• Supplied material:
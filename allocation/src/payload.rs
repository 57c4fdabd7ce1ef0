//! Rendering of allocation results.
//!
//! Two forms are produced from the same allocations:
//! - human-readable lines (`12% => acc://… : 1200.00000000 ACME`)
//! - the `sendTokens` instruction consumed by the transfer CLI, whose
//!   amounts are exact base-unit strings

use serde::{Deserialize, Serialize};
use splitcalc_types::Balance;

use crate::engine::Allocation;
use crate::error::AllocationError;

/// One `{url, amount}` record of the `sendTokens` payload.
#[derive(Clone, Debug, PartialEq, Eq, Serialize, Deserialize)]
pub struct TransferRecord {
    pub url: String,
    /// Base units as a decimal string.
    pub amount: String,
}

impl From<&Allocation> for TransferRecord {
    fn from(a: &Allocation) -> Self {
        Self {
            url: a.destination.to_string(),
            amount: a.amount.to_string(),
        }
    }
}

/// A balance together with the allocations computed from it.
#[derive(Clone, Debug, PartialEq, Eq, Serialize)]
pub struct AllocationReport {
    pub balance: Balance,
    pub allocations: Vec<Allocation>,
}

impl AllocationReport {
    pub fn new(balance: Balance, allocations: Vec<Allocation>) -> Self {
        Self {
            balance,
            allocations,
        }
    }

    /// Total handed out across all allocations.
    pub fn allocated(&self) -> Balance {
        Balance::new(self.allocations.iter().map(|a| a.amount.base_units()).sum())
    }

    /// Base units left behind by floor rounding.
    pub fn remainder(&self) -> Balance {
        Balance::new(
            self.balance
                .base_units()
                .saturating_sub(self.allocated().base_units()),
        )
    }

    pub fn transfer_records(&self) -> Vec<TransferRecord> {
        self.allocations.iter().map(TransferRecord::from).collect()
    }

    /// JSON array of transfer records.
    pub fn payload_json(&self) -> Result<String, AllocationError> {
        serde_json::to_string(&self.transfer_records())
            .map_err(|e| AllocationError::Serialization(e.to_string()))
    }

    /// The `sendTokens` instruction line, quoted for a shell.
    pub fn send_tokens_line(&self) -> Result<String, AllocationError> {
        Ok(format!(
            "'{{ type: sendTokens, to: {} }}'",
            self.payload_json()?
        ))
    }

    pub fn balance_line(&self, symbol: &str) -> String {
        format!("Balance: {} {}", self.balance.human(), symbol)
    }

    pub fn allocation_lines(&self, symbol: &str) -> Vec<String> {
        self.allocations
            .iter()
            .map(|a| allocation_line(a, symbol))
            .collect()
    }
}

/// `<whole percent>% => <destination> : <amount> <symbol>`
pub fn allocation_line(allocation: &Allocation, symbol: &str) -> String {
    format!(
        "{}% => {} : {} {}",
        allocation.share.whole_percent(),
        allocation.destination,
        allocation.amount.human(),
        symbol
    )
}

• What to produce: Only the lines of the data holding the string "iter" are wanted; copy each of them.

• Answer box:
        Balance::new(self.allocations.iter().map(|a| a.amount.base_units()).sum())
        self.allocations.iter().map(TransferRecord::from).collect()
            .iter()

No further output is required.